Last week, IBM said it plans to expand a program under which it works with independent software vendors to adapt their software for hosted environments. IBM plans to increase the number of vendors in its hosting program from 30 to 60 by year's end; among IBM's latest partners for hosted software are providers of accounting, records-management, and communications-management software.
Also last week, hosted customer-relationship-management software vendor NetSuite Inc. added new capabilities--such as a contract-management module--to its software. RightNow may soon add sales-force-management capabilities to compete more directly with Salesforce.com Inc., CEO Greg Gianforte hints.
IDC analyst Amy Mizoras Konary says businesses' desire to reduce IT complexity along with improved delivery and integration technologies, such as Web services, are helping reinvigorate the software-as-service concept.
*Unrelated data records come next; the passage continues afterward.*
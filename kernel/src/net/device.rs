//! Network device abstraction backing the `net_try_transmit` /
//! `net_try_receive` / `net_mac` driver-bridge syscalls.

extern crate alloc;

use alloc::{string::String, vec::Vec};

use spin::Mutex;

use super::{MacAddress, Packet};
use crate::sync::GlobalState;

/// Minimal NIC surface the driver-bridge syscalls need.
pub trait NetworkDevice: Send {
    fn name(&self) -> &str;
    fn mac_address(&self) -> MacAddress;
    /// Queue `packet` for transmission; `Err` signals back-pressure (queue
    /// full), not a hard failure.
    fn transmit(&mut self, packet: Packet) -> Result<(), ()>;
    /// Pop one received packet, if any is queued.
    fn receive(&mut self) -> Option<Packet>;
}

/// Loopback device: everything transmitted is immediately receivable.
/// The sole device registered at boot, standing in for a real NIC.
pub struct LoopbackDevice {
    name: String,
    mac: MacAddress,
    queue: Vec<Packet>,
}

impl LoopbackDevice {
    pub fn new() -> Self {
        Self {
            name: String::from("lo0"),
            mac: MacAddress([0x02, 0x00, 0x00, 0x00, 0x00, 0x01]),
            queue: Vec::new(),
        }
    }
}

impl Default for LoopbackDevice {
    fn default() -> Self {
        Self::new()
    }
}

/// Bound on the loopback queue so a runaway sender can't exhaust the heap;
/// exceeding it is reported as back-pressure, not an error.
const MAX_QUEUE_LEN: usize = 64;

impl NetworkDevice for LoopbackDevice {
    fn name(&self) -> &str {
        &self.name
    }

    fn mac_address(&self) -> MacAddress {
        self.mac
    }

    fn transmit(&mut self, packet: Packet) -> Result<(), ()> {
        if self.queue.len() >= MAX_QUEUE_LEN {
            return Err(());
        }
        self.queue.push(packet);
        Ok(())
    }

    fn receive(&mut self) -> Option<Packet> {
        if self.queue.is_empty() {
            None
        } else {
            Some(self.queue.remove(0))
        }
    }
}

static DEVICE: GlobalState<Mutex<LoopbackDevice>> = GlobalState::new();

fn device() -> &'static Mutex<LoopbackDevice> {
    DEVICE.get_or_init(|| Mutex::new(LoopbackDevice::new()))
}

pub fn init() {
    device();
    println!("[NETDEV] loopback device ready");
}

pub fn transmit(packet: Packet) -> Result<(), ()> {
    device().lock().transmit(packet)
}

pub fn receive() -> Option<Packet> {
    device().lock().receive()
}

pub fn mac_address() -> MacAddress {
    device().lock().mac_address()
}

#[cfg(test)]
mod tests {
    use super::*;

    #[test]
    fn loopback_receives_what_it_transmits() {
        let mut dev = LoopbackDevice::new();
        dev.transmit(Packet::from_bytes(&[1, 2, 3])).unwrap();
        let got = dev.receive().unwrap();
        assert_eq!(got.data(), &[1, 2, 3]);
        assert!(dev.receive().is_none());
    }

    #[test]
    fn transmit_backpressures_when_queue_full() {
        let mut dev = LoopbackDevice::new();
        for _ in 0..MAX_QUEUE_LEN {
            dev.transmit(Packet::from_bytes(&[0])).unwrap();
        }
        assert!(dev.transmit(Packet::from_bytes(&[0])).is_err());
    }
}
That rings true with Gary Burgess, CIO at PolyVision Corp., a seller of graphic communications equipment. Burgess says integrating incoming customer data from his company's Web storefront, which is hosted by Digital Agent LLC, with Salesforce's CRM software through XML was straightforward, taking only about two hours to accomplish.
Some users remain cautious. Apparel maker VF Imagewear began using hosted CRM applications from Salesforce in November, but it took several months for the company's IT department to green-light the project.
"There was some initial resistance about letting that data outside the company," says Susan Vincler, sales research manager at VF Imagewear. With their security concerns satisfied, the company's IT officials signed off. Now officials at parent company VF Corp. are mulling use of Salesforce's software in other areas. Says Vincler, "It's catching on."